• **EXERCISE DETAILS**: List all lines of the data containing the word "sniffed".
※
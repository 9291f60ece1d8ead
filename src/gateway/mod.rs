//! The backend gateway seam.
//!
//! The analysis backend is an opaque collaborator reached over HTTP. The
//! [`Gateway`] trait is the only thing the poller knows about it, so tests
//! can drive the whole tracking state machine with a scripted in-process
//! gateway and the CLI can use [`HttpGateway`].
//!
//! ```text
//! SubmissionRequest ──submit──▶ Submission { run_id, extracted_text }
//! run_id            ──status──▶ StatusUpdate { per-stage StageStatus }
//! ```
//!
//! Futures are boxed (`BoxFuture`) so the trait stays object-safe and can be
//! shared as `Arc<dyn Gateway>` across the spawned tracking task.

pub mod http;
pub mod wire;

pub use http::HttpGateway;

use crate::error::{SubmissionError, TrackingError};
use crate::job::StatusUpdate;
use futures::future::BoxFuture;
use image::ImageFormat;
use std::path::Path;
use tracing::debug;

/// Backend operations the poller depends on.
pub trait Gateway: Send + Sync {
    /// Start an analysis run. Resolves once text extraction is done.
    fn submit<'a>(
        &'a self,
        request: &'a SubmissionRequest,
    ) -> BoxFuture<'a, Result<Submission, SubmissionError>>;

    /// Query per-stage status for a run.
    fn status<'a>(&'a self, run_id: &'a str) -> BoxFuture<'a, Result<StatusUpdate, TrackingError>>;
}

/// An image ready for upload.
#[derive(Debug, Clone)]
pub struct ImageUpload {
    pub file_name: String,
    /// Declared MIME type, sniffed from content when not given explicitly.
    pub mime_type: String,
    pub bytes: Vec<u8>,
}

impl ImageUpload {
    /// Wrap in-memory bytes, sniffing the MIME type from the content and
    /// falling back to the file extension.
    pub fn from_bytes(file_name: impl Into<String>, bytes: Vec<u8>) -> Self {
        let file_name = file_name.into();
        let mime_type = sniff_mime(&file_name, &bytes);
        debug!("Image '{}' → {} ({} bytes)", file_name, mime_type, bytes.len());
        Self {
            file_name,
            mime_type,
            bytes,
        }
    }

    /// Read an image from disk.
    pub async fn from_path(path: impl AsRef<Path>) -> Result<Self, SubmissionError> {
        let path = path.as_ref();
        let bytes = tokio::fs::read(path)
            .await
            .map_err(|e| SubmissionError::ReadFailed {
                path: path.to_path_buf(),
                source: e,
            })?;
        let file_name = path
            .file_name()
            .map(|n| n.to_string_lossy().to_string())
            .unwrap_or_else(|| "image".to_string());
        Ok(Self::from_bytes(file_name, bytes))
    }

    /// Override the sniffed MIME type.
    pub fn with_mime_type(mut self, mime: impl Into<String>) -> Self {
        self.mime_type = mime.into();
        self
    }

    pub fn len(&self) -> u64 {
        self.bytes.len() as u64
    }

    pub fn is_empty(&self) -> bool {
        self.bytes.is_empty()
    }

    pub fn is_image(&self) -> bool {
        self.mime_type.starts_with("image/")
    }
}

fn sniff_mime(file_name: &str, bytes: &[u8]) -> String {
    image::guess_format(bytes)
        .or_else(|_| ImageFormat::from_path(file_name))
        .map(|f| f.to_mime_type().to_string())
        .unwrap_or_else(|_| "application/octet-stream".to_string())
}

/// Everything needed for one submission.
#[derive(Debug, Clone)]
pub struct SubmissionRequest {
    pub image: ImageUpload,
    /// Topic the writing should address. Required.
    pub topic: String,
    /// Optional motivational/context texts sent alongside the topic.
    pub context: Option<String>,
}

impl SubmissionRequest {
    pub fn new(image: ImageUpload, topic: impl Into<String>) -> Self {
        Self {
            image,
            topic: topic.into(),
            context: None,
        }
    }

    pub fn with_context(mut self, context: impl Into<String>) -> Self {
        self.context = Some(context.into());
        self
    }

    /// Client-side checks, run before any network traffic: topic first, then
    /// MIME type, then size.
    pub fn validate(&self, max_upload_bytes: u64) -> Result<(), SubmissionError> {
        if self.topic.trim().is_empty() {
            return Err(SubmissionError::MissingTopic);
        }
        if !self.image.is_image() {
            return Err(SubmissionError::NotAnImage {
                mime: Some(self.image.mime_type.clone()),
            });
        }
        if self.image.len() > max_upload_bytes {
            return Err(SubmissionError::FileTooLarge {
                size: self.image.len(),
                limit_mb: max_upload_bytes / (1024 * 1024),
            });
        }
        Ok(())
    }

    /// Context text if it carries anything besides whitespace.
    pub fn context_text(&self) -> Option<&str> {
        self.context.as_deref().filter(|c| !c.trim().is_empty())
    }
}

/// Gateway answer to an accepted submission.
#[derive(Debug, Clone, PartialEq, Eq)]
pub struct Submission {
    pub run_id: String,
    /// Server-side status string, e.g. `"ACCEPTED"`.
    pub status: String,
    pub extracted_text: String,
}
※
• **ANSWER BOX**:
    /// Declared MIME type, sniffed from content when not given explicitly.
    /// Override the sniffed MIME type.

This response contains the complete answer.